Community building
Blount Williams’ tenacious thoughtfulness, in business and beyond
by Will Lingo
photographs by Geoff Wood
Ostensibly Blount Williams sells office furniture. In reality he is a builder.
Take his family’s company, for instance. Alfred Williams and Company has been a Raleigh institution for 150 years, and it’s still going strong, growing from its headquarters downtown to now cover the Carolinas and Tennessee. Williams has added his own chapter to his family’s history there.
But nowhere is Williams’ impact more obvious, once you know to look for it, than in his community work. His nonprofit involvement is diverse—the WakeMed Foundation, Wake Education Partnership, and Greater Raleigh Chamber of Commerce, to name just a few—and his contributions go beyond simply serving on boards. He leverages the skills that have made him successful in business to bring meaningful action and change to the organizations he serves. He is strategic and visionary, but he doesn’t run people over when trying to execute a plan. He focuses on communication and collaboration, so that his leadership naturally moves people toward consensus.
This community building is perhaps best exemplified by Williams’ leadership in transforming Marbles Kids Museum. He began as a board member of Exploris, the original name for the museum when it opened in 1999. The so-called “global experience center” struggled to find its way, without a clear mission and saddled with debt. The failures of the museum made the relationship between the nonprofit and Wake County, which owns the downtown property, tense. Williams served on a task force to decide whether to close the museum or figure out a way to reinvigorate it.
Exploris eventually joined forces with a small but successful children’s museum called Playspace to form a reinvigorated museum with a clear focus on children, called Marbles. The new museum hired Sally Edwards as president and CEO of the organization, and watched the new entity take off. Williams was the chairman of the Marbles board of directors for two terms as it became a gem in the midst of downtown Raleigh’s rebirth.
“It’s such an important institution for our community, for our children, for downtown Raleigh,” Williams says. “But there was a lot of angst between the county and Exploris when things weren’t going well. At Marbles, that relationship has been transformed.
“It was fun to take something that was kind of souring and watch it become really good.”
Edwards met Williams as she was going through the recruitment and interview process to come to Marbles, and his intentionality and vision made an immediate impression.
“He is such a thoughtful leader, and to have always at the heart of his strategic thinking what is best for the community, it really helps everybody line up around a vision,” Edwards says. “He’s so smart that sometimes you don’t recognize how strategic he’s being.
“He’s not calculated, he’s intentional, helping people buy into a vision for the greater good, coming together for a common cause. And I think that’s true in his own organization, or the museum, or his church. People are inspired by Blount.”
Good business
Williams’ deep-rooted and widespread impact does, ultimately, go back to Alfred Williams and Company.

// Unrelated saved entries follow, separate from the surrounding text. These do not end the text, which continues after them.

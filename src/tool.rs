// SPDX-License-Identifier: MIT

//! Tool trait and the adapter registry the workflow nodes call through

use async_trait::async_trait;
use serde_json::Value;
use std::collections::HashMap;
use std::sync::Arc;
use tokio::sync::RwLock;

use crate::error::ToolError;

/// Trait for external data-source tools.
///
/// `name()` and `description()` return `&str` and `schema()` returns
/// `&Value` so implementations store these in struct fields rather than
/// allocating per call.
#[async_trait]
pub trait Tool: Send + Sync {
    /// Returns the tool name (unique within an adapter)
    fn name(&self) -> &str;

    /// Returns a human-readable description of what the tool does
    fn description(&self) -> &str;

    /// Returns the JSON schema for the tool's input parameters
    fn schema(&self) -> &Value;

    /// Execute the tool with the given input and return the result
    async fn execute(&self, input: Value) -> Result<Value, ToolError>;
}

/// Uniform `call(name, args) -> text` adapter over registered tools.
///
/// Errors propagate unmodified to the caller; the workflow-level fallback
/// handles them uniformly.
#[derive(Clone, Default)]
pub struct ToolAdapter {
    tools: Arc<RwLock<HashMap<String, Arc<dyn Tool>>>>,
}

impl ToolAdapter {
    pub fn new() -> Self {
        Self {
            tools: Arc::new(RwLock::new(HashMap::new())),
        }
    }

    pub async fn register(&self, tool: Arc<dyn Tool>) {
        let mut tools = self.tools.write().await;
        tools.insert(tool.name().to_string(), tool);
    }

    pub async fn get(&self, name: &str) -> Option<Arc<dyn Tool>> {
        let tools = self.tools.read().await;
        tools.get(name).cloned()
    }

    /// Invoke a registered tool and render its result as text
    pub async fn call(&self, name: &str, args: Value) -> Result<String, ToolError> {
        let tool = self.get(name).await.ok_or_else(|| ToolError::not_found(name))?;

        log::info!("Calling tool: {}", name);
        let result = tool.execute(args).await?;

        match result {
            Value::String(s) => Ok(s),
            other => Ok(serde_json::to_string_pretty(&other).unwrap_or_default()),
        }
    }
}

Blount is the fifth generation of Williams leadership for a family that traces itself back to Raleigh’s earliest days. The first Alfred Williams was born in Franklin County in 1805 and came to Raleigh when he was 16, finding work as a clerk in a drugstore. By the time he was 22 he owned the place. He worked in various other businesses until the Civil War, and then in 1867 started a bookselling and publishing company that became the Alfred Williams Company, adding office supplies to answer a need in the market.
Over time the company dropped book publication and became a complete office outfitter, with office supplies, machines, and furniture. That was how the company sat in 1981, known by its current name of Alfred Williams and Company, when Williams’ father came calling.
Williams, after graduating from UNC-Chapel Hill, had fled Raleigh for Winston-Salem, working in commercial real estate there after getting his MBA at Wake Forest University. “I thought I would never come back,” he says, somewhat wryly as he sits in the CEO’s office of the company’s shiny downtown headquarters. “I always said I would never work for Alfred Williams and Co.”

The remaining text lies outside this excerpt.